* WORK ITEM *
From the records below, count the lines holding the string "every". Only the number is wanted.
#####
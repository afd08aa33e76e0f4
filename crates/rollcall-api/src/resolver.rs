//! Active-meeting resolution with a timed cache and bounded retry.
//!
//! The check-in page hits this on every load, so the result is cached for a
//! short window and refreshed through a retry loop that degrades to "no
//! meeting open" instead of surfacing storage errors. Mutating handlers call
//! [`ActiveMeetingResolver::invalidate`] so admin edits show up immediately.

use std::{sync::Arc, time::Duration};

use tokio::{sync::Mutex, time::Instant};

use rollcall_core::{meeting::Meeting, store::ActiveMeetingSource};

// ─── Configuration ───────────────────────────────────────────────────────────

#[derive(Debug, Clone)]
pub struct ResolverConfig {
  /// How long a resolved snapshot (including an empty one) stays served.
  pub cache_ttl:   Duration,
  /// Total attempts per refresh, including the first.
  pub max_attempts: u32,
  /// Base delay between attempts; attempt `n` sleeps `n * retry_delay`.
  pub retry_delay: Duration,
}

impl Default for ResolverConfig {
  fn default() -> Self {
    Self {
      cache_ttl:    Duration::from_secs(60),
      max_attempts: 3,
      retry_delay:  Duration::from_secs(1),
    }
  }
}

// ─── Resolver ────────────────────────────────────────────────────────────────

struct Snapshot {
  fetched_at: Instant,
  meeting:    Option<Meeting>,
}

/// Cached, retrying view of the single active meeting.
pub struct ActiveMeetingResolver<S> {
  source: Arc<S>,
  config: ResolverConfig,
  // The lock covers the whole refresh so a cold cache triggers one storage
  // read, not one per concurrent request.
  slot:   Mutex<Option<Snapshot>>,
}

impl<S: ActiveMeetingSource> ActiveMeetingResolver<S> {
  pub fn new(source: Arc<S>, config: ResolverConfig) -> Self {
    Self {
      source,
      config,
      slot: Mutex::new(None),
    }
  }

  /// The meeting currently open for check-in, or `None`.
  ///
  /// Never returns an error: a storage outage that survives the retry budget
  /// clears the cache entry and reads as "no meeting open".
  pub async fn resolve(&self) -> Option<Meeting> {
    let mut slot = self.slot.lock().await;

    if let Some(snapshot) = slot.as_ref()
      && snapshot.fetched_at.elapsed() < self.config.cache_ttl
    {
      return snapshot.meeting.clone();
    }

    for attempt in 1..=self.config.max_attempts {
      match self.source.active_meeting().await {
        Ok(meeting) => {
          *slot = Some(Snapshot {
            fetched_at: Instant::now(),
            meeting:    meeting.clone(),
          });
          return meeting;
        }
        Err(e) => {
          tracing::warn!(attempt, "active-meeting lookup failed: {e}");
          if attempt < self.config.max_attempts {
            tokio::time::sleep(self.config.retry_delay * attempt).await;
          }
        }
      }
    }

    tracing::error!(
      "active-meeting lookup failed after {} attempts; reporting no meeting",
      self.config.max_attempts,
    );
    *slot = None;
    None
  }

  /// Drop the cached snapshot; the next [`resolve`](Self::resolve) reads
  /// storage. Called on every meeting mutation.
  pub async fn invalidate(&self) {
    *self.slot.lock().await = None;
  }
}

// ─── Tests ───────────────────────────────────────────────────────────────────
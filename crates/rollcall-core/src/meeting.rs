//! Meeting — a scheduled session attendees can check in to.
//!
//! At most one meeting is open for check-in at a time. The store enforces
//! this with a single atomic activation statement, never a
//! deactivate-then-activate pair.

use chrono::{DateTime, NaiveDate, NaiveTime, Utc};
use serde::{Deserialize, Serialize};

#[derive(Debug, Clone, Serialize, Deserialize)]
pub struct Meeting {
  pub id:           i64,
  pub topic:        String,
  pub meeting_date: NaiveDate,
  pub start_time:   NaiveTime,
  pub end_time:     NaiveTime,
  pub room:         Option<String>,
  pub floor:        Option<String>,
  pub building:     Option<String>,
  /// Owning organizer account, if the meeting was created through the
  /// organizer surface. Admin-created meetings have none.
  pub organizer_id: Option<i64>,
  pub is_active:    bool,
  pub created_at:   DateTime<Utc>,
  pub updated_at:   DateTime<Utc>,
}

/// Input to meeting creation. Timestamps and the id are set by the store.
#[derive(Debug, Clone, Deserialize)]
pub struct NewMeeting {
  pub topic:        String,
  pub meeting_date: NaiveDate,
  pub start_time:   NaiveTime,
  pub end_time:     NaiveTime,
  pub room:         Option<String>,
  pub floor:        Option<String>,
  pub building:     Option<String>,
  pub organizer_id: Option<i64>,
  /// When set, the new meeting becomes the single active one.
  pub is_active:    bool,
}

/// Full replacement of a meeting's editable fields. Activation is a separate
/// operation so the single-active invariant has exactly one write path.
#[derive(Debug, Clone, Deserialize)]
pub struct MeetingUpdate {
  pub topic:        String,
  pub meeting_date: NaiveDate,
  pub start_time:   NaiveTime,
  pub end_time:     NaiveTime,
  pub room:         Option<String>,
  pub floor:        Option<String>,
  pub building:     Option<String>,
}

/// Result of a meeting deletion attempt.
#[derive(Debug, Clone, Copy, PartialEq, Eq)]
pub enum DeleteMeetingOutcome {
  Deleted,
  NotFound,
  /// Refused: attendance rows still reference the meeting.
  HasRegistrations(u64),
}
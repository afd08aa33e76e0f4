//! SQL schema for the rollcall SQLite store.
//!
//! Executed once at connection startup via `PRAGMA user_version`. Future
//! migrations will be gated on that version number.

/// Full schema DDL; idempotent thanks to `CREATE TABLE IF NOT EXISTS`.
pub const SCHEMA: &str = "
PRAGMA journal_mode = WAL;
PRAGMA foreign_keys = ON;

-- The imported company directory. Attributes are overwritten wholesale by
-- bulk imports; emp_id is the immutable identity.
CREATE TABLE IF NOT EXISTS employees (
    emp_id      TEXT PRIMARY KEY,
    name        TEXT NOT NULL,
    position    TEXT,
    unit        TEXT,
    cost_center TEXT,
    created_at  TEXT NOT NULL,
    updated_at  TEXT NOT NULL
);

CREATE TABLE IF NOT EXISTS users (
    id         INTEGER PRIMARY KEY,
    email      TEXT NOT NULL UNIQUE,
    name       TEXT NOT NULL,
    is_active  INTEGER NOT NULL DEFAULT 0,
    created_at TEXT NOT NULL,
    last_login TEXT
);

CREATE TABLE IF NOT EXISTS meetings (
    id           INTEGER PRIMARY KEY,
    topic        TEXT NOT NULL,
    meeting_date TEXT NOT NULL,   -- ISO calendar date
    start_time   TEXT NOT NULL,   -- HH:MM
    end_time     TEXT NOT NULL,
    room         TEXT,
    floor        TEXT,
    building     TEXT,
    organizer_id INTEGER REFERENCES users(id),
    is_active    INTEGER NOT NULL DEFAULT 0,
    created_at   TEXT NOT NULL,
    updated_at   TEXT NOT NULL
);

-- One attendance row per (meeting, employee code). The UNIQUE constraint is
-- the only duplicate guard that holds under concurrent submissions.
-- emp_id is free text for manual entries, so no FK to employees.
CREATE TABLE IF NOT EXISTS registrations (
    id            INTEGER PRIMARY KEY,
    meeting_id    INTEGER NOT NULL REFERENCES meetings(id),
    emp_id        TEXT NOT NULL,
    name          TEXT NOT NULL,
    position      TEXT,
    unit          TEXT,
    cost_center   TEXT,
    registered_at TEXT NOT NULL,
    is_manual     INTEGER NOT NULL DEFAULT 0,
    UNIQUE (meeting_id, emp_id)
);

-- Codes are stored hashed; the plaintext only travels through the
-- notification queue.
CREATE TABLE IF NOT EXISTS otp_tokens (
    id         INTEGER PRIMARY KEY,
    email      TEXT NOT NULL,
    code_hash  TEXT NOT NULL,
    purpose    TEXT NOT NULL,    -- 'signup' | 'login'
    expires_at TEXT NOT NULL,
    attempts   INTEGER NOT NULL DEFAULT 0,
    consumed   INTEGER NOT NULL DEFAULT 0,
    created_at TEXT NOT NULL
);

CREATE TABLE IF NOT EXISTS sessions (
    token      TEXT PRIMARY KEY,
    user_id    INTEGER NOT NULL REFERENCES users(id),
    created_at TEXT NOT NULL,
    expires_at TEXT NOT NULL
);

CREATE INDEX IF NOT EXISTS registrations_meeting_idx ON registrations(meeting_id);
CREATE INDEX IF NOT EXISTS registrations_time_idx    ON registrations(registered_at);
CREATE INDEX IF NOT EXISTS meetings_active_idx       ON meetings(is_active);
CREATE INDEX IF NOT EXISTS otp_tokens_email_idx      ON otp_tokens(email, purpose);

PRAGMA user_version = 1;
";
#####
* TASK OUTPUT *
2